• [Records shown]:

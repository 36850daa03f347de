//! Experiment description consumed by the `forest_experiment` binary.

use crate::config::core::ForestConfig;
use crate::core::error::{ForestError, Result};
use crate::ensure;
use serde::{Deserialize, Serialize};
use std::path::{Path, PathBuf};

/// Which model an experiment trains.
#[derive(Debug, Clone, Copy, PartialEq, Eq, Serialize, Deserialize)]
#[serde(rename_all = "lowercase")]
pub enum ExperimentKind {
    /// One threshold on one feature, unweighted
    Stump,
    /// A single pruned tree
    Tree,
    /// A boosted forest
    Forest,
}

impl Default for ExperimentKind {
    fn default() -> Self {
        ExperimentKind::Forest
    }
}

/// Inputs, outputs and model settings of one run.
#[derive(Debug, Clone, PartialEq, Serialize, Deserialize)]
pub struct ExperimentConfig {
    #[serde(default)]
    pub kind: ExperimentKind,
    /// Signal training corpus
    pub signal_path: PathBuf,
    /// Background training corpus
    pub background_path: PathBuf,
    /// Corpus to classify
    pub data_path: PathBuf,
    /// Purity report destination
    pub output_path: PathBuf,
    /// Filtered-index report destination (forest runs only)
    #[serde(default)]
    pub filtered_output_path: Option<PathBuf>,
    /// Binary model destination (tree and forest runs)
    #[serde(default)]
    pub model_path: Option<PathBuf>,
    /// Field delimiter of the corpus files
    #[serde(default = "default_delimiter")]
    pub delimiter: char,
    #[serde(default)]
    pub forest: ForestConfig,
}

fn default_delimiter() -> char {
    '\t'
}

impl ExperimentConfig {
    /// Loads an experiment from a `.toml` or `.json` file.
    ///
    /// Relative paths inside the file are resolved against the file's
    /// directory.
    pub fn load_from_file<P: AsRef<Path>>(path: P) -> Result<Self> {
        let path = path.as_ref();
        let content = std::fs::read_to_string(path).map_err(|e| {
            ForestError::config(format!(
                "Failed to read experiment file {}: {}",
                path.display(),
                e
            ))
        })?;

        let mut config: ExperimentConfig = match path.extension().and_then(|s| s.to_str()) {
            Some("toml") => toml::from_str(&content)?,
            Some("json") => serde_json::from_str(&content)?,
            _ => {
                return Err(ForestError::config(
                    "Unsupported experiment file format. Use .json or .toml",
                ))
            }
        };

        if let Some(base) = path.parent() {
            config.resolve_relative_to(base);
        }
        config.validate()?;
        Ok(config)
    }

    /// Checks the paths and the nested forest settings.
    pub fn validate(&self) -> Result<()> {
        ensure!(
            self.delimiter.is_ascii(),
            ForestError::invalid_parameter(
                "delimiter",
                self.delimiter.to_string(),
                "must be a single ASCII character",
            )
        );
        for (name, path) in [
            ("signal_path", &self.signal_path),
            ("background_path", &self.background_path),
            ("data_path", &self.data_path),
            ("output_path", &self.output_path),
        ] {
            ensure!(
                !path.as_os_str().is_empty(),
                ForestError::invalid_parameter(name, "", "must not be empty")
            );
        }
        self.forest.validate()
    }

    fn resolve_relative_to(&mut self, base: &Path) {
        let resolve = |path: &mut PathBuf| {
            if path.is_relative() && !path.as_os_str().is_empty() {
                *path = base.join(&*path);
            }
        };
        resolve(&mut self.signal_path);
        resolve(&mut self.background_path);
        resolve(&mut self.data_path);
        resolve(&mut self.output_path);
        if let Some(path) = self.filtered_output_path.as_mut() {
            resolve(path);
        }
        if let Some(path) = self.model_path.as_mut() {
            resolve(path);
        }
    }
}
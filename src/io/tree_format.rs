//! Binary tree format.
//!
//! A tree is written as a preorder stream of fixed-size records with no
//! header:
//!
//! | field            | type          |
//! |------------------|---------------|
//! | feature index    | `i32`         |
//! | threshold        | `f64`         |
//! | signal count     | `i32`         |
//! | background count | `i32`         |
//! | is terminal      | `bool` (1 B)  |
//!
//! All values are little-endian. A branch record is followed by its low
//! subtree and then its high subtree. Terminal records carry feature `-1`
//! and threshold `0.0`. Suppression flags are not stored, so a tree read
//! back is always fully grown.

use crate::core::constants::TERMINAL_FEATURE_INDEX;
use crate::core::error::{ForestError, Result};
use crate::core::types::NodeIndex;
use crate::serialization_error;
use crate::tree::{ClassCounts, Node, NodeKind, Split, Tree};
use bincode::Options;
use serde::{Deserialize, Serialize};
use std::io::{Read, Write};

/// One node on the wire.
#[derive(Debug, Clone, Copy, PartialEq, Serialize, Deserialize)]
struct NodeRecord(i32, f64, i32, i32, bool);

/// Size of one encoded record in bytes.
pub const NODE_RECORD_SIZE: usize = 4 + 8 + 4 + 4 + 1;

fn record_options() -> impl Options + Copy {
    bincode::DefaultOptions::new()
        .with_fixint_encoding()
        .with_little_endian()
}

fn to_i32(value: usize, what: &str) -> Result<i32> {
    i32::try_from(value).map_err(|_| serialization_error!("{} {} does not fit in i32", what, value))
}

impl NodeRecord {
    fn from_node(node: &Node) -> Result<Self> {
        let signal = to_i32(node.counts.signal() as usize, "signal count")?;
        let background = to_i32(node.counts.background() as usize, "background count")?;
        Ok(match node.kind {
            NodeKind::Terminal => {
                NodeRecord(TERMINAL_FEATURE_INDEX, 0.0, signal, background, true)
            }
            NodeKind::Branch { split, .. } => NodeRecord(
                to_i32(split.feature, "feature index")?,
                split.threshold,
                signal,
                background,
                false,
            ),
        })
    }

    fn into_node(self, position: usize) -> Result<Node> {
        let NodeRecord(feature, threshold, signal, background, terminal) = self;
        let signal = u32::try_from(signal).map_err(|_| {
            serialization_error!("record {} has negative signal count {}", position, signal)
        })?;
        let background = u32::try_from(background).map_err(|_| {
            serialization_error!(
                "record {} has negative background count {}",
                position,
                background
            )
        })?;
        let counts = ClassCounts::new(signal, background)
            .ok_or_else(|| serialization_error!("record {} has no training points", position))?;

        if terminal {
            return Ok(Node::terminal(counts));
        }

        let feature = usize::try_from(feature).map_err(|_| {
            serialization_error!("branch record {} has feature index {}", position, feature)
        })?;
        // Children are linked once their records are read.
        Ok(Node::branch(counts, Split::new(feature, threshold), 0, 0))
    }
}

/// Writes `tree` in preorder, including suppressed subtrees.
pub fn write_tree<W: Write>(tree: &Tree, writer: &mut W) -> Result<()> {
    let options = record_options();
    let mut stack = vec![0];
    while let Some(index) = stack.pop() {
        let node = &tree.nodes()[index];
        options.serialize_into(&mut *writer, &NodeRecord::from_node(node)?)?;
        if let Some((low, high)) = node.children() {
            stack.push(high);
            stack.push(low);
        }
    }
    Ok(())
}

#[derive(Debug, Clone, Copy)]
enum Side {
    Low,
    High,
}

/// Reads one tree, consuming exactly its records from `reader`.
pub fn read_tree<R: Read>(reader: &mut R) -> Result<Tree> {
    let options = record_options();
    let mut nodes: Vec<Node> = Vec::new();
    // Slots still waiting for a record, as (parent, side); `None` is the root.
    let mut pending: Vec<Option<(NodeIndex, Side)>> = vec![None];

    while let Some(slot) = pending.pop() {
        let position = nodes.len();
        let record: NodeRecord = options
            .deserialize_from(&mut *reader)
            .map_err(|e| serialization_error!("cannot read node record {}: {}", position, e))?;
        let node = record.into_node(position)?;
        let is_branch = !node.is_terminal();
        nodes.push(node);

        if let Some((parent, side)) = slot {
            if let NodeKind::Branch { low, high, .. } = &mut nodes[parent].kind {
                match side {
                    Side::Low => *low = position,
                    Side::High => *high = position,
                }
            }
        }

        if is_branch {
            pending.push(Some((position, Side::High)));
            pending.push(Some((position, Side::Low)));
        }
    }

    Tree::from_nodes(nodes)
}

/// Encodes a tree into a byte vector.
pub fn tree_to_bytes(tree: &Tree) -> Result<Vec<u8>> {
    let mut bytes = Vec::with_capacity(tree.num_nodes() * NODE_RECORD_SIZE);
    write_tree(tree, &mut bytes)?;
    Ok(bytes)
}

/// Decodes a tree and rejects trailing bytes.
pub fn tree_from_bytes(bytes: &[u8]) -> Result<Tree> {
    let mut cursor = bytes;
    let tree = read_tree(&mut cursor)?;
    if !cursor.is_empty() {
        return Err(ForestError::serialization(format!(
            "{} trailing bytes after tree",
            cursor.len()
        )));
    }
    Ok(tree)
}
//! Core infrastructure module for the decision forest.
//!
//! - [`types`]: fundamental aliases and the [`Class`](types::Class) enum
//! - [`constants`]: search grid sizes and training defaults
//! - [`error`]: the crate error type
//! - [`traits`]: feature-row and classifier seams

pub mod constants;
pub mod error;
pub mod traits;
pub mod types;

pub use constants::*;
pub use error::{ForestError, Result};
pub use traits::*;
pub use types::*;

use std::sync::Once;

static LOGGER_INIT: Once = Once::new();

/// Initialize logging for the library.
///
/// Safe to call any number of times; only the first call installs the
/// `env_logger` backend (controlled by `RUST_LOG`).
pub fn initialize_core() -> Result<()> {
    LOGGER_INIT.call_once(|| {
        // Another logger may already be installed by the host application.
        let _ = env_logger::try_init();
        log::debug!("decision-forest {} initialized", DECISION_FOREST_VERSION);
    });
    Ok(())
}

/// Check if [`initialize_core`] has run.
pub fn is_core_initialized() -> bool {
    LOGGER_INIT.is_completed()
}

• [Directions]: Your task is to copy each line of the listing that holds the word "preorder".

• [The answer]:
//! A tree is written as a preorder stream of fixed-size records with no
/// Writes `tree` in preorder, including suppressed subtrees.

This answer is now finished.